Another problem is the manner in which the computer system is notified of the completion of the pending disk I/O commands. The prior art ADMA specification relies on an interrupt servicing mechanism to notify the computer system of completed disk I/O commands. Unfortunately, the prior art interrupt servicing mechanism causes an excessive number of disk I/O interrupts. The excessive number of disk I/O interrupts imposes a substantial overhead burden on the computer system. For example, each interrupt servicing typically requires the computer system to switch context from its current process. Context switching consumes a significant number of CPU cycles.

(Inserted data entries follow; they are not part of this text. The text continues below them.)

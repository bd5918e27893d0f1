//! File-backed stroke lists, one JSON array per room under `<data_dir>/strokes/`.

use std::path::Path;

use async_trait::async_trait;
use rakugaki_shared::stroke::Stroke;

use super::store::JsonFileStore;
use crate::domain::{RepositoryError, RoomId, StrokeRepository};

pub struct FileStrokeRepository {
    store: JsonFileStore,
}

impl FileStrokeRepository {
    pub async fn open(data_dir: &Path) -> Result<Self, RepositoryError> {
        Ok(Self {
            store: JsonFileStore::open(data_dir.join("strokes")).await?,
        })
    }
}

#[async_trait]
impl StrokeRepository for FileStrokeRepository {
    async fn load(&self, id: &RoomId) -> Result<Vec<Stroke>, RepositoryError> {
        Ok(self
            .store
            .read::<Vec<Stroke>>(id.as_str())
            .await?
            .unwrap_or_default())
    }

    async fn save(
        &self,
        id: &RoomId,
        revision: u64,
        strokes: &[Stroke],
    ) -> Result<bool, RepositoryError> {
        self.store
            .write_revision(id.as_str(), revision, &strokes)
            .await
    }

    async fn delete(&self, id: &RoomId) -> Result<(), RepositoryError> {
        self.store.remove(id.as_str()).await
    }
}

#[cfg(test)]
mod tests {
    use super::*;
    use crate::domain::RoomIdFactory;
    use rakugaki_shared::stroke::{Point, Shape, StrokeStyle};

    fn line(id: &str) -> Stroke {
        Stroke::new(
            id.to_string(),
            "alice".to_string(),
            StrokeStyle::default(),
            Shape::Line {
                start: Point { x: 0.0, y: 0.0 },
                end: Point { x: 10.0, y: 10.0 },
            },
        )
    }

    #[tokio::test]
    async fn test_unknown_room_loads_empty() {
        // テスト項目: 保存されていないルームは空のストロークリストになる
        // given (前提条件):
        let dir = tempfile::tempdir().unwrap();
        let repo = FileStrokeRepository::open(dir.path()).await.unwrap();

        // when (操作):
        let strokes = repo.load(&RoomIdFactory::generate()).await.unwrap();

        // then (期待する結果):
        assert!(strokes.is_empty());
    }

    #[tokio::test]
    async fn test_save_replaces_whole_list() {
        // テスト項目: 保存はリスト全体を置き換え、再オープン後も読み出せる
        // given (前提条件):
        let dir = tempfile::tempdir().unwrap();
        let repo = FileStrokeRepository::open(dir.path()).await.unwrap();
        let room_id = RoomIdFactory::generate();
        repo.save(&room_id, 1, &[line("s1"), line("s2")]).await.unwrap();

        // when (操作):
        repo.save(&room_id, 2, &[line("s2")]).await.unwrap();
        drop(repo);
        let reopened = FileStrokeRepository::open(dir.path()).await.unwrap();

        // then (期待する結果):
        assert_eq!(reopened.load(&room_id).await.unwrap(), vec![line("s2")]);
    }

    #[tokio::test]
    async fn test_out_of_order_save_keeps_newest() {
        // テスト項目: 古いリビジョンの保存が後から届いても新しい内容が残る
        // given (前提条件):
        let dir = tempfile::tempdir().unwrap();
        let repo = FileStrokeRepository::open(dir.path()).await.unwrap();
        let room_id = RoomIdFactory::generate();

        // when (操作):
        let newer = repo.save(&room_id, 7, &[line("s1"), line("s2")]).await.unwrap();
        let older = repo.save(&room_id, 6, &[line("s1")]).await.unwrap();

        // then (期待する結果):
        assert!(newer);
        assert!(!older);
        assert_eq!(repo.load(&room_id).await.unwrap().len(), 2);
    }
}
//! Storage size estimation for document-database values.
//!
//! This crate predicts how many bytes a document will consume in a
//! document store, following a fixed per-type cost model. It is meant for
//! checking quota and size limits before a write.
//!
//! # Quick Start
//!
//! ```rust
//! use docsize::{estimate, estimate_json_str, MapBuilder, Timestamp};
//!
//! let doc = MapBuilder::new()
//!     .string("title", "hello")
//!     .timestamp("created", Timestamp::new(1_700_000_000, 0))
//!     .array("scores", [1i64, 2])
//!     .build();
//!
//! // title: 6 + 1, created: 8 + 1, scores: (8 + 1) * 2 + 1
//! assert_eq!(estimate(&doc), 7 + 9 + 19);
//!
//! // Loose JSON input is classified by shape first.
//! let size = estimate_json_str(r#"{"at": {"seconds": 1, "nanoseconds": 0}}"#).unwrap();
//! assert_eq!(size, 8 + 1);
//! ```
//!
//! # Modules
//!
//! - [`model`]: Value tree (one variant per storage category) and builders
//! - [`size`]: The cost model and estimator
//! - [`classify`]: Shape-based classification of JSON input
//! - [`validate`]: Advisory validation of timestamps and points
//! - [`error`]: Error types
//! - [`limits`]: Ingestion limits and options
//!
//! # Cost Model
//!
//! Null and booleans cost 1, numbers and timestamps 8, points 16, strings
//! their length in UTF-16 code units plus 1, and byte buffers their length. Arrays and
//! maps cost the sum of their children plus 1 per child; field names are not
//! charged. Anything else costs 0.

pub mod classify;
pub mod error;
pub mod limits;
pub mod model;
pub mod size;
pub mod validate;

// Re-export commonly used types at crate root
pub use classify::{classify_json, classify_json_with_options, estimate_json, estimate_json_str};
pub use error::{IngestError, ValidationError};
pub use limits::{DEFAULT_MAX_DEPTH, IngestOptions};
pub use model::{Category, GeoPoint, Map, MapBuilder, Timestamp, Value};
pub use size::{estimate, field_sizes, string_size};
pub use validate::validate_value;

/// Crate version.
pub const VERSION: &str = env!("CARGO_PKG_VERSION");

Thus, the overhead problems of the prior art ADMA controller architecture can significantly detract from overall computer system performance. As processor and system memory performance continue to show annual improvement, it becomes increasingly important that disk I/O systems show similar improvements. As latency penalties are reduced in other components of a computer system (e.g., data transfer buses, graphics operations, etc.) it becomes increasingly important that the disk I/O system shows similar degrees of improvement in order to avoid imposing performance bottlenecks on the overall computer system.